** Exercise aim **
In the entries below, find each line with the string "tues" and copy it.

** Excerpted records **
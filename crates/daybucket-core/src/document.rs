//! Reading and writing timeline documents.
//!
//! Documents are held as [`serde_json::Value`] whatever their on-disk
//! format, with object key order preserved so that a rewritten document
//! keeps its original layout.

use std::path::Path;

use serde::Serialize;
use serde::de::DeserializeOwned;
use serde_json::Value;

use crate::error::{DayBucketError, Result};

/// Supported document formats.
#[derive(Debug, Clone, Copy, PartialEq, Eq)]
pub enum DocumentFormat {
    Json,
    Yaml,
}

impl DocumentFormat {
    /// Pick the format from a file extension (`.json`, `.yaml`, `.yml`).
    pub fn from_path(path: &Path) -> Result<Self> {
        let extension = path
            .extension()
            .and_then(|ext| ext.to_str())
            .map(str::to_lowercase);

        match extension.as_deref() {
            Some("json") => Ok(DocumentFormat::Json),
            Some("yaml") | Some("yml") => Ok(DocumentFormat::Yaml),
            _ => Err(DayBucketError::InvalidFormat(format!(
                "Unsupported file format for '{}'. Use .yaml, .yml, or .json",
                path.display()
            ))),
        }
    }
}

impl std::fmt::Display for DocumentFormat {
    fn fmt(&self, f: &mut std::fmt::Formatter<'_>) -> std::fmt::Result {
        match self {
            DocumentFormat::Json => write!(f, "json"),
            DocumentFormat::Yaml => write!(f, "yaml"),
        }
    }
}

/// Parse text in the given format into a typed value.
pub fn parse_as<T: DeserializeOwned>(text: &str, format: DocumentFormat) -> Result<T> {
    match format {
        DocumentFormat::Json => serde_json::from_str(text)
            .map_err(|e| DayBucketError::ParseError(format!("Invalid JSON: {}", e))),
        DocumentFormat::Yaml => serde_yaml::from_str(text)
            .map_err(|e| DayBucketError::ParseError(format!("Invalid YAML: {}", e))),
    }
}

/// Parse a timeline document.
pub fn parse_document(text: &str, format: DocumentFormat) -> Result<Value> {
    parse_as(text, format)
}

/// Serialize a value as block-style YAML, leaving non-ASCII text unescaped.
pub fn to_yaml_string<T: Serialize>(value: &T) -> Result<String> {
    serde_yaml::to_string(value)
        .map_err(|e| DayBucketError::ParseError(format!("Failed to serialize YAML: {}", e)))
}
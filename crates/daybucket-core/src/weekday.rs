//! Weekday allow-lists.
//!
//! Weekdays are indexed Monday = 0 .. Sunday = 6, matching
//! [`chrono::Weekday::num_days_from_monday`].

use std::str::FromStr;

use chrono::{Datelike, NaiveDate, Weekday};

use crate::error::{DayBucketError, Result};

const ALL_WEEKDAYS: [Weekday; 7] = [
    Weekday::Mon,
    Weekday::Tue,
    Weekday::Wed,
    Weekday::Thu,
    Weekday::Fri,
    Weekday::Sat,
    Weekday::Sun,
];

/// A set of weekdays.
#[derive(Debug, Clone, Copy, Default, PartialEq, Eq)]
pub struct Weekdays(u8);

impl Weekdays {
    /// Monday through Friday.
    pub const WORKWEEK: Weekdays = Weekdays(0b0001_1111);

    /// The empty set.
    pub const fn empty() -> Self {
        Weekdays(0)
    }

    /// Build a set from weekday indices (Monday = 0).
    ///
    /// Returns [`DayBucketError::InvalidArgument`] for an index above 6.
    pub fn from_indices(indices: impl IntoIterator<Item = u32>) -> Result<Self> {
        let mut set = Weekdays::empty();
        for index in indices {
            let day = ALL_WEEKDAYS.get(index as usize).ok_or_else(|| {
                DayBucketError::InvalidArgument(format!(
                    "Weekday index {} out of range (0 = Monday .. 6 = Sunday)",
                    index
                ))
            })?;
            set.insert(*day);
        }
        Ok(set)
    }

    pub fn insert(&mut self, day: Weekday) {
        self.0 |= 1 << day.num_days_from_monday();
    }

    pub fn contains(&self, day: Weekday) -> bool {
        self.0 & (1 << day.num_days_from_monday()) != 0
    }

    pub fn is_empty(&self) -> bool {
        self.0 == 0
    }

    /// Member indices in ascending order.
    pub fn indices(&self) -> Vec<u32> {
        self.iter().map(|day| day.num_days_from_monday()).collect()
    }

    /// Members from Monday to Sunday.
    pub fn iter(&self) -> impl Iterator<Item = Weekday> + '_ {
        ALL_WEEKDAYS.into_iter().filter(|day| self.contains(*day))
    }
}

impl std::fmt::Display for Weekdays {
    fn fmt(&self, f: &mut std::fmt::Formatter<'_>) -> std::fmt::Result {
        let names: Vec<String> = self.iter().map(|day| day.to_string().to_lowercase()).collect();
        write!(f, "{}", names.join(","))
    }
}

impl FromStr for Weekdays {
    type Err = DayBucketError;

    fn from_str(s: &str) -> Result<Self> {
        parse_days_of_week(s)
    }
}

fn weekday_from_token(token: &str) -> Option<Weekday> {
    match token {
        "mon" | "monday" => Some(Weekday::Mon),
        "tue" | "tues" | "tuesday" => Some(Weekday::Tue),
        "wed" | "wednesday" => Some(Weekday::Wed),
        "thu" | "thur" | "thurs" | "thursday" => Some(Weekday::Thu),
        "fri" | "friday" => Some(Weekday::Fri),
        "sat" | "saturday" => Some(Weekday::Sat),
        "sun" | "sunday" => Some(Weekday::Sun),
        _ => None,
    }
}

/// Parse a human-written, comma-separated weekday list.
///
/// Names and common abbreviations are accepted case-insensitively and
/// blank items are ignored. Every unrecognized token is reported in a
/// single error.
///
/// # Examples
///
/// ```
/// use daybucket_core::weekday::{parse_days_of_week, Weekdays};
///
/// assert_eq!(parse_days_of_week("mon,Tue, wed,THURS,friday").unwrap(), Weekdays::WORKWEEK);
///
/// let err = parse_days_of_week("mon,funday,caturday").unwrap_err();
/// assert!(err.to_string().contains("funday, caturday"));
/// ```
pub fn parse_days_of_week(value: &str) -> Result<Weekdays> {
    let tokens: Vec<String> = value
        .split(',')
        .map(|part| part.trim().to_lowercase())
        .filter(|part| !part.is_empty())
        .collect();

    if tokens.is_empty() {
        return Err(DayBucketError::InvalidArgument(
            "Days-of-week list was provided but empty".to_string(),
        ));
    }

    let mut set = Weekdays::empty();
    let mut unknown = Vec::new();
    for token in &tokens {
        match weekday_from_token(token) {
            Some(day) => set.insert(day),
            None => unknown.push(token.as_str()),
        }
    }

    if !unknown.is_empty() {
        return Err(DayBucketError::InvalidArgument(format!(
            "Unknown day(s) in days-of-week: {}",
            unknown.join(", ")
        )));
    }

    Ok(set)
}

/// Keep the dates whose weekday is allowed. `None` allows every day.
pub fn filter_by_weekday(dates: Vec<NaiveDate>, allowed: Option<&Weekdays>) -> Vec<NaiveDate> {
    match allowed {
        None => dates,
        Some(allowed) => dates
            .into_iter()
            .filter(|date| allowed.contains(date.weekday()))
            .collect(),
    }
}

#[cfg(test)]
mod tests {
    use super::*;

    fn week_from(year: i32, month: u32, day: u32) -> Vec<NaiveDate> {
        let start = NaiveDate::from_ymd_opt(year, month, day).unwrap();
        start.iter_days().take(7).collect()
    }

    #[test]
    fn workweek_keeps_five_days() {
        // 2024-03-04 is a Monday
        let week = week_from(2024, 3, 4);
        let kept = filter_by_weekday(week.clone(), Some(&Weekdays::WORKWEEK));

        assert_eq!(kept.len(), 5);
        assert_eq!(kept, week[..5].to_vec());
    }

    #[test]
    fn none_is_pass_through() {
        let week = week_from(2024, 3, 6);
        assert_eq!(filter_by_weekday(week.clone(), None), week);
    }

    #[test]
    fn empty_set_keeps_nothing() {
        let week = week_from(2024, 3, 6);
        assert!(filter_by_weekday(week, Some(&Weekdays::empty())).is_empty());
    }

    #[test]
    fn parse_is_case_insensitive_and_accepts_abbreviations() {
        let set = parse_days_of_week(" SAT , sunday,, ").unwrap();
        assert_eq!(set.indices(), vec![5, 6]);

        let set = parse_days_of_week("tues,thur").unwrap();
        assert_eq!(set.indices(), vec![1, 3]);
    }

    #[test]
    fn parse_reports_every_unknown_token() {
        let err = parse_days_of_week("mon,funday,wed,noday").unwrap_err();
        assert!(matches!(err, DayBucketError::InvalidArgument(_)));
        let message = err.to_string();
        assert!(message.contains("funday"));
        assert!(message.contains("noday"));
        assert!(!message.contains("wed"));
    }

    #[test]
    fn parse_rejects_empty_list() {
        assert!(parse_days_of_week(" , ,").is_err());
        assert!(parse_days_of_week("").is_err());
    }

    #[test]
    fn from_indices_round_trips_workweek() {
        let set = Weekdays::from_indices([0, 1, 2, 3, 4]).unwrap();
        assert_eq!(set, Weekdays::WORKWEEK);
        assert!(Weekdays::from_indices([7]).is_err());
    }

    #[test]
    fn display_lists_members() {
        assert_eq!(Weekdays::WORKWEEK.to_string(), "mon,tue,wed,thu,fri");
        assert_eq!("sun,mon".parse::<Weekdays>().unwrap().to_string(), "mon,sun");
    }
}
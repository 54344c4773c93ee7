// Copyright (c) 2025 Jonathan Fontanez
// SPDX-License-Identifier: BUSL-1.1

//! Software phase-locked loop
//!
//! [`lock_events`] is the single routine both engines drive: it takes the
//! loop state by reference, runs every event of one slice through the loop
//! filter (clock channel) or the aligner (data channel), and returns the new
//! state together with the records accepted from that slice. Feeding a
//! stream through it in one slice or in many gives the same result, because
//! everything that carries over between slices lives in [`PllState`].

mod align;
mod estimate;
mod state;

pub use align::{Alignment, align_event};
pub use estimate::{PeriodEstimate, estimate_period};
pub use state::PllState;

use crate::core::config::PllConfig;
use crate::core::events::{ChannelId, Timetag, validate_events};
use crate::core::output::ClockLockOutput;
use crate::core::{ClockLockError, Result};

/// Run one slice of events through the loop.
///
/// `state` must already carry a bootstrap estimate ([`PllState::seeded`]).
/// The slice is validated against `state`'s last timetag before anything is
/// processed; on any error the caller's state is unchanged.
pub fn lock_events(
    state: &PllState,
    config: &PllConfig,
    channels: &[ChannelId],
    timetags: &[Timetag],
) -> Result<(PllState, ClockLockOutput)> {
    if !state.is_initialized() {
        return Err(ClockLockError::InvalidInput(
            "PLL state has no period estimate; seed it before processing events".to_string(),
        ));
    }
    config.validate()?;

    let mut next = *state;
    next.set_last_timetag(validate_events(channels, timetags, state.last_timetag())?);

    let mut output = ClockLockOutput::new();
    for (&channel, &timetag) in channels.iter().zip(timetags) {
        if channel == config.clock_channel {
            if next.advance(timetag, config)? {
                if let Some(clock0) = next.clock0() {
                    output.push_clock(timetag, clock0, next.period());
                }
            }
        } else if channel == config.data_channel {
            if let Some(alignment) = next.align(timetag, config) {
                output.push_data(timetag, &alignment);
            }
        }
    }

    tracing::trace!(
        "Locked {} events: {} clocks, {} data accepted, period {:.3}",
        timetags.len(),
        output.clock_count(),
        output.data_count(),
        next.period()
    );

    Ok((next, output))
}
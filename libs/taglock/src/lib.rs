// Copyright (c) 2025 Jonathan Fontanez
// SPDX-License-Identifier: BUSL-1.1

//! Clock recovery for time-tagged photon-counting data
//!
//! A software phase-locked loop rebuilds a stable virtual clock from noisy
//! clock-channel timetags, then places every data-channel event on the
//! nearest expected pulse of that clock. The same loop runs over a whole
//! stream ([`clock_lock`]) or chunk by chunk inside a real-time pipeline
//! ([`IncrementalClockLock`]), with identical results.
//!
//! ```no_run
//! use taglock::{PllConfig, clock_lock};
//!
//! # fn main() -> taglock::Result<()> {
//! let stream = taglock::core::io::read_events("run.json".as_ref())?;
//! let config = PllConfig::new(9, -5, 500).with_guard_period(100);
//! let output = clock_lock(&stream.channels, &stream.timetags, &config)?;
//! println!("{} events aligned", output.data_count());
//! # Ok(())
//! # }
//! ```

pub mod core;

pub use crate::core::{
    AlignmentMode, ChannelId, ClockLockError, ClockLockOutput, DataFormat, EventStream,
    IncrementalClockLock, LockRun, LockSummary, PeriodEstimate, PllConfig, PllState, Result,
    Timetag, clock_lock, clock_lock_stream, run_batch,
};
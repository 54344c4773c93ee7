// Copyright (c) 2025 Jonathan Fontanez
// SPDX-License-Identifier: BUSL-1.1

//! Whole-stream clock recovery.

use crate::core::config::PllConfig;
use crate::core::events::{ChannelId, EventStream, Timetag, validate_events};
use crate::core::output::ClockLockOutput;
use crate::core::pll::{PeriodEstimate, PllState, estimate_period, lock_events};
use crate::core::Result;

/// Everything a batch run produces.
#[derive(Debug, Clone, PartialEq)]
pub struct LockRun {
    pub estimate: PeriodEstimate,
    /// Loop state after the last event
    pub state: PllState,
    pub output: ClockLockOutput,
}

/// Recover the clock over a complete stream, keeping the estimate and final
/// loop state alongside the records.
pub fn run_batch(
    channels: &[ChannelId],
    timetags: &[Timetag],
    config: &PllConfig,
) -> Result<LockRun> {
    config.validate()?;
    validate_events(channels, timetags, None)?;

    let estimate = estimate_period(
        channels,
        timetags,
        config.clock_channel,
        config.bootstrap_window,
    )?;
    let (state, output) = lock_events(&PllState::seeded(&estimate), config, channels, timetags)?;

    tracing::debug!(
        "Batch lock over {} events: {} clocks, {} data accepted ({} mode)",
        timetags.len(),
        output.clock_count(),
        output.data_count(),
        config.alignment
    );

    Ok(LockRun {
        estimate,
        state,
        output,
    })
}

/// Recover the clock over a complete stream.
pub fn clock_lock(
    channels: &[ChannelId],
    timetags: &[Timetag],
    config: &PllConfig,
) -> Result<ClockLockOutput> {
    run_batch(channels, timetags, config).map(|run| run.output)
}

/// [`clock_lock`] over an owned stream.
pub fn clock_lock_stream(stream: &EventStream, config: &PllConfig) -> Result<ClockLockOutput> {
    clock_lock(&stream.channels, &stream.timetags, config)
}
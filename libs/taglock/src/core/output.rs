// Copyright (c) 2025 Jonathan Fontanez
// SPDX-License-Identifier: BUSL-1.1

//! Result records produced by the clock-lock engines.

use serde::{Deserialize, Serialize};

use crate::core::events::Timetag;
use crate::core::pll::Alignment;

/// Column-oriented record set.
///
/// Clock columns (`clocks`, `recovered_clocks`, `periods`) share one length,
/// data columns (everything else) share another. Sequences only grow, sized
/// by what was actually accepted.
#[derive(Debug, Clone, Default, PartialEq, Serialize, Deserialize)]
pub struct ClockLockOutput {
    /// Raw timetag of each reported clock pulse
    pub clocks: Vec<Timetag>,
    /// Recovered clock edge after each reported pulse
    pub recovered_clocks: Vec<f64>,
    /// Recovered period after each reported pulse
    pub periods: Vec<f64>,
    /// Raw timetag of each accepted data event
    pub data_tags: Vec<Timetag>,
    pub nearest_pulse_times: Vec<f64>,
    /// Fractional cycle position before rounding
    pub cycles: Vec<f64>,
    /// Clock edge each data event was aligned against
    pub reference_clocks: Vec<f64>,
    pub relative_clocks: Vec<f64>,
}

impl ClockLockOutput {
    pub fn new() -> Self {
        Self::default()
    }

    pub(crate) fn push_clock(&mut self, timetag: Timetag, recovered_clock: f64, period: f64) {
        self.clocks.push(timetag);
        self.recovered_clocks.push(recovered_clock);
        self.periods.push(period);
    }

    pub(crate) fn push_data(&mut self, timetag: Timetag, alignment: &Alignment) {
        self.data_tags.push(timetag);
        self.nearest_pulse_times.push(alignment.nearest_pulse_time);
        self.cycles.push(alignment.cycles);
        self.reference_clocks.push(alignment.reference_clock);
        self.relative_clocks.push(alignment.relative_clock);
    }

    /// Append another record set, e.g. the output of the next chunk.
    pub fn append(&mut self, mut other: ClockLockOutput) {
        self.clocks.append(&mut other.clocks);
        self.recovered_clocks.append(&mut other.recovered_clocks);
        self.periods.append(&mut other.periods);
        self.data_tags.append(&mut other.data_tags);
        self.nearest_pulse_times
            .append(&mut other.nearest_pulse_times);
        self.cycles.append(&mut other.cycles);
        self.reference_clocks.append(&mut other.reference_clocks);
        self.relative_clocks.append(&mut other.relative_clocks);
    }

    pub fn clock_count(&self) -> usize {
        self.clocks.len()
    }

    pub fn data_count(&self) -> usize {
        self.data_tags.len()
    }

    pub fn is_empty(&self) -> bool {
        self.clocks.is_empty() && self.data_tags.is_empty()
    }
}

impl Extend<ClockLockOutput> for ClockLockOutput {
    fn extend<I: IntoIterator<Item = ClockLockOutput>>(&mut self, iter: I) {
        for chunk in iter {
            self.append(chunk);
        }
    }
}

impl FromIterator<ClockLockOutput> for ClockLockOutput {
    fn from_iter<I: IntoIterator<Item = ClockLockOutput>>(iter: I) -> Self {
        let mut output = Self::new();
        output.extend(iter);
        output
    }
}
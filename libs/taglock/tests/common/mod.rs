// Copyright (c) 2025 Jonathan Fontanez
// SPDX-License-Identifier: BUSL-1.1

#![allow(dead_code)]

use taglock::{ChannelId, EventStream, PllConfig, Timetag};

pub const CLOCK: ChannelId = 9;
pub const DATA: ChannelId = -5;
pub const OTHER: ChannelId = 3;
pub const PERIOD: i64 = 100_000;
pub const PULSES_PER_CLOCK: u32 = 20;

/// Jittered, slowly drifting clock with laser-locked detector clicks,
/// uncorrelated background clicks and traffic on an unrelated channel.
pub fn synthetic_stream(clock_count: i64, seed: u64) -> EventStream {
    let mut rng = fastrand::Rng::with_seed(seed);
    let sub_period = PERIOD / i64::from(PULSES_PER_CLOCK);
    let mut events: Vec<(ChannelId, Timetag)> = Vec::new();

    for k in 0..clock_count {
        let clock = 1_000_000 + k * PERIOD + k * k / 20_000 + rng.i64(-20..=20);
        events.push((CLOCK, clock));

        for _ in 0..rng.u32(0..=3) {
            let pulse = rng.i64(1..i64::from(PULSES_PER_CLOCK));
            events.push((DATA, clock + pulse * sub_period + rng.i64(-300..=300)));
        }
        if rng.f64() < 0.3 {
            events.push((DATA, clock + rng.i64(1..PERIOD)));
        }
        if rng.f64() < 0.1 {
            events.push((OTHER, clock + rng.i64(1..PERIOD)));
        }
    }

    events.sort_by_key(|&(_, timetag)| timetag);
    let (channels, timetags) = events.into_iter().unzip();
    EventStream::new(channels, timetags).expect("synthetic stream is ordered")
}

pub fn config() -> PllConfig {
    PllConfig::new(CLOCK, DATA, PULSES_PER_CLOCK)
}

/// Data events that arrive after the first clock pulse once at least
/// `guard_period` clock pulses have been seen.
pub fn data_events_after_guard(stream: &EventStream, guard_period: u64) -> usize {
    let mut pulses = 0u64;
    let mut count = 0;
    for (channel, _) in stream.iter() {
        if channel == CLOCK {
            pulses += 1;
        } else if channel == DATA && pulses > 0 && pulses >= guard_period {
            count += 1;
        }
    }
    count
}

pub fn assert_close(actual: &[f64], expected: &[f64]) {
    assert_eq!(actual.len(), expected.len(), "length mismatch");
    for (index, (a, e)) in actual.iter().zip(expected).enumerate() {
        let tolerance = 1e-9 * e.abs().max(1.0);
        assert!(
            (a - e).abs() <= tolerance,
            "index {}: {} differs from {}",
            index,
            a,
            e
        );
    }
}
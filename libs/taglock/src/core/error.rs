// Copyright (c) 2025 Jonathan Fontanez
// SPDX-License-Identifier: BUSL-1.1

use thiserror::Error;

use super::events::ChannelId;

#[derive(Error, Debug)]
pub enum ClockLockError {
    #[error(
        "Insufficient clock data: found {found} clock tag(s) on channel {channel} in the first {window} events (need at least 2)"
    )]
    InsufficientClockData {
        channel: ChannelId,
        window: usize,
        found: usize,
    },

    #[error("Invalid input: {0}")]
    InvalidInput(String),

    #[error(
        "Loop diverged at clock pulse {pulse}: frequency estimate {frequency} does not give a positive finite period"
    )]
    LoopDivergence { pulse: u64, frequency: f64 },

    #[error("Invalid configuration: {0}")]
    Configuration(String),

    #[error("IO error: {0}")]
    Io(#[from] std::io::Error),

    #[error("Encoding error: {0}")]
    Encoding(String),

    #[error(transparent)]
    Other(#[from] anyhow::Error),
}

pub type Result<T> = std::result::Result<T, ClockLockError>;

** Expected answer **
        "tue" | "tues" | "tuesday" => Some(Weekday::Tue),
        let set = parse_days_of_week("tues,thur").unwrap();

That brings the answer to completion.